1. ¹Department of Molecular Pathology, University of Texas M.D. Anderson Cancer Center, Houston, TX, USA
2. ²Department of Pathology, University of Texas M.D. Anderson Cancer Center, Houston, TX, USA
3. ³Department of Veterinary Medicine, University of Texas M.D. Anderson Cancer Center, Houston, TX, USA
4. ⁴Department of Molecular and Human Genetics, Baylor College of Medicine, Houston, TX, USA
5. ⁵Institution of Systems Biology, Seattle, WA, USA
6. ⁶Department of Host Defense, Research Institute for Microbial Diseases, Osaka University, and Exploratory Research for Advanced Technology (ERAYO), Japan Science and Technology Corporation, Osaka, Japan
7. ⁷Fred Hutchinson Cancer Research Center, Seattle, WA, USA

Correspondence: Professor R Arlinghaus, Department of Molecular Pathology, The University of Texas, MD Anderson Cancer Center, 7435 Fannin Street, Unit 951, Houston, TX 77030, USA. E-mail: rarlingh@mdanderson.org

Received 4 April 2008; Revised 21 May 2008; Accepted 3 June 2008; Published online 28 July 2008.

Abstract

Our previous studies indicate that reduction of lipocalin 2 (mouse 24p3) expression by either anti-sense or siRNA approaches strongly reduces the overgrowth of BCR-ABL+ mouse myeloid 32D in marrow and spleen of NOD/SCID mice.
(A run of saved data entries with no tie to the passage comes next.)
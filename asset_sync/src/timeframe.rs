//! Timeframe utilities for expressing the sync step between dataset rows.
//!
//! A [`Timeframe`] pairs a non-zero amount with a [`TimeframeUnit`] (minute,
//! hour, day, week). The incremental sync adds one timeframe to the last
//! stored timestamp to find the first period it still needs, so daily
//! datasets use `1D` while an intraday provider would use e.g. `15m`.
//!
//! Typical usage:
//! ```
//! use asset_sync::timeframe::{Timeframe, TimeframeUnit};
//!
//! let tf: Timeframe = "15m".parse().unwrap();
//! assert_eq!(tf.amount().get(), 15);
//! assert_eq!(tf.unit(), TimeframeUnit::Minute);
//! assert_eq!(tf.to_duration(), chrono::Duration::minutes(15));
//! ```

use std::{fmt, num::NonZeroU32, str::FromStr};

use anyhow::{anyhow, bail};
use serde::{Deserialize, Serialize};

/// Timeframe granularity. Months are not supported since they have no fixed length.
#[derive(Debug, Clone, Copy, PartialEq, Eq)]
pub enum TimeframeUnit {
    /// UTC minute
    Minute,
    /// UTC hour
    Hour,
    /// Calendar day
    Day,
    /// Seven calendar days
    Week,
}

/// A timeframe = amount × unit (e.g., 5-Minute, 3-Hour, 1-Day).
#[derive(Debug, Clone, Copy, PartialEq, Eq, Serialize, Deserialize)]
#[serde(try_from = "String", into = "String")]
pub struct Timeframe {
    amount: NonZeroU32,
    unit: TimeframeUnit,
}

impl Timeframe {
    /// Create a new Timeframe
    pub const fn new(amount: NonZeroU32, unit: TimeframeUnit) -> Self {
        Self { amount, unit }
    }

    /// One calendar day, the native granularity of the daily datasets.
    pub const fn day() -> Self {
        Self::new(NonZeroU32::MIN, TimeframeUnit::Day)
    }

    /// Magnitude component.
    pub const fn amount(&self) -> NonZeroU32 {
        self.amount
    }

    /// Unit component.
    pub const fn unit(&self) -> TimeframeUnit {
        self.unit
    }

    /// Length of one step as a chrono duration.
    pub fn to_duration(&self) -> chrono::Duration {
        let n = i64::from(self.amount.get());
        match self.unit {
            TimeframeUnit::Minute => chrono::Duration::minutes(n),
            TimeframeUnit::Hour => chrono::Duration::hours(n),
            TimeframeUnit::Day => chrono::Duration::days(n),
            TimeframeUnit::Week => chrono::Duration::weeks(n),
        }
    }
}

impl Default for Timeframe {
    fn default() -> Self {
        Self::day()
    }
}

/// Display/parse for config and CLI ergonomics (`"5m"`, `"1h"`, `"1D"`, `"1W"`)
impl fmt::Display for Timeframe {
    fn fmt(&self, f: &mut fmt::Formatter<'_>) -> fmt::Result {
        let a = self.amount.get();
        let u = match self.unit {
            TimeframeUnit::Minute => "m",
            TimeframeUnit::Hour => "h",
            TimeframeUnit::Day => "D",
            TimeframeUnit::Week => "W",
        };
        write!(f, "{a}{u}")
    }
}

impl FromStr for Timeframe {
    type Err = anyhow::Error;
    fn from_str(s: &str) -> Result<Self, Self::Err> {
        // very small parser: 5m / 3h / 1D / 1W
        let s = s.trim();
        if s.is_empty() {
            bail!("empty timeframe");
        }
        let Some((unit_at, _)) = s.char_indices().last() else {
            bail!("empty timeframe");
        };
        let (digits, unit) = s.split_at(unit_at);
        let amount_num: u32 = digits
            .parse()
            .map_err(|_| anyhow!("bad timeframe amount in {s:?}"))?;
        let amount = NonZeroU32::new(amount_num).ok_or_else(|| anyhow!("amount must be > 0"))?;
        let unit = match unit {
            "m" => TimeframeUnit::Minute,
            "h" => TimeframeUnit::Hour,
            "D" | "d" => TimeframeUnit::Day,
            "W" | "w" => TimeframeUnit::Week,
            "M" => bail!("month steps have no fixed length; use days instead"),
            _ => bail!("unknown unit: {unit}"),
        };
        Ok(Timeframe::new(amount, unit))
    }
}

impl TryFrom<String> for Timeframe {
    type Error = anyhow::Error;
    fn try_from(s: String) -> Result<Self, Self::Error> {
        s.parse()
    }
}

impl From<Timeframe> for String {
    fn from(tf: Timeframe) -> Self {
        tf.to_string()
    }
}

#[cfg(test)]
mod tests {
    use super::*;

    #[test]
    fn parse_and_display_round_trip_for_each_unit() {
        for s in ["5m", "3h", "1D", "2W"] {
            let tf: Timeframe = s.parse().unwrap();
            assert_eq!(tf.to_string(), s);
        }
    }

    #[test]
    fn lowercase_day_is_accepted() {
        let tf: Timeframe = "1d".parse().unwrap();
        assert_eq!(tf, Timeframe::day());
        assert_eq!(tf.to_duration(), chrono::Duration::days(1));
    }

    #[test]
    fn rejects_zero_months_and_garbage() {
        assert!("0D".parse::<Timeframe>().is_err());
        assert!("1M".parse::<Timeframe>().is_err());
        assert!("D".parse::<Timeframe>().is_err());
        assert!("".parse::<Timeframe>().is_err());
        assert!("5x".parse::<Timeframe>().is_err());
        assert!("1é".parse::<Timeframe>().is_err());
        assert!("é".parse::<Timeframe>().is_err());
    }

    #[test]
    fn deserializes_from_toml_string() {
        #[derive(Deserialize)]
        struct Wrap {
            step: Timeframe,
        }
        let w: Wrap = toml::from_str(r#"step = "1h""#).unwrap();
        assert_eq!(w.step.to_duration(), chrono::Duration::hours(1));
    }
}
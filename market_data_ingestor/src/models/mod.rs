pub mod bar;
pub mod market;
pub mod options;
pub mod request_params;
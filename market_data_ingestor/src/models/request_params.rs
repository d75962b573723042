use chrono::{DateTime, Utc};
use serde::{Deserialize, Serialize};

/// How much price history to request from a provider.
///
/// Providers return bars in ascending timestamp order and only for periods
/// that have already started.
#[derive(Clone, Copy, Debug, PartialEq, Eq, Serialize, Deserialize)]
#[serde(rename_all = "snake_case")]
pub enum HistoryRange {
    /// Everything the provider has.
    Max,

    /// Inclusive start, open end (through "now" at request time).
    Since {
        /// Inclusive start timestamp (UTC).
        start: DateTime<Utc>,
    },
}
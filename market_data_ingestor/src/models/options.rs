//! Option chain models.

use chrono::{DateTime, Utc};

/// One listed option contract as reported by the provider.
///
/// All provider fields are kept; callers decide which of them are noise.
#[derive(Debug, Clone, PartialEq)]
pub struct OptionContract {
    /// OCC-style symbol, e.g. `AAPL250117C00150000`.
    pub contract_symbol: String,
    /// Time of the last trade, if it ever traded.
    pub last_trade_date: Option<DateTime<Utc>>,
    /// Strike price.
    pub strike: f64,
    /// Last traded price.
    pub last_price: Option<f64>,
    /// Best bid.
    pub bid: Option<f64>,
    /// Best ask.
    pub ask: Option<f64>,
    /// Price change since the previous close.
    pub change: Option<f64>,
    /// Percent change since the previous close.
    pub percent_change: Option<f64>,
    /// Contracts traded today.
    pub volume: Option<u64>,
    /// Open contracts.
    pub open_interest: Option<u64>,
    /// Implied volatility as a fraction (`0.42` = 42%).
    pub implied_volatility: Option<f64>,
    /// Whether the contract is in the money.
    pub in_the_money: bool,
    /// Contract size label, e.g. `REGULAR`.
    pub contract_size: Option<String>,
    /// Pricing currency.
    pub currency: Option<String>,
}

/// Calls and puts for a single underlying and expiry.
#[derive(Debug, Clone, Default, PartialEq)]
pub struct OptionChain {
    /// Call contracts.
    pub calls: Vec<OptionContract>,
    /// Put contracts.
    pub puts: Vec<OptionContract>,
}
In this study, we used the mouse bone marrow transplant model to further explore the role of 24p3 in BCR-ABL-induced leukemia. Consistent with our previous findings, when using non-irradiated mice as recipient, donor marrow cells expressing BCR-ABL but lacking 24p3 did not cause leukemia or any disease after 75 days, whereas all mice receiving wild type BCR-ABL donor cells died with CML-like disease. An agar clone of the BCR-ABL+ human CML cell line K562 (C5) that secretes relatively high levels of lipocalin 2 (human NGAL) induced suppression of hematopoiesis in spleen and marrow of mice, leading to early death in contrast to parental K562 or K562 clone (C6) expressing low amounts of NGAL. Compared with K562 cells, overexpressing NGAL in K562 led to a higher apoptosis rate and an atrophy phenotype in the spleen of the inoculated mice. Plasma from both leukemic mice and CML patients showed elevated lipocalin 2 levels compared with healthy individuals. Moreover, we found that a primary stable cell line from wild-type mouse marrow cells expressing BCR-ABL caused solid tumors in nude mice whereas a similar BCR-ABL+ cell line from 24p3 null mice did not. These findings demonstrate that lipocalin 2 has at least two functions related to tumorigenesis, one involving apoptosis induction of normal hematopoietic cells and the other being tissue invasion by leukemia cells.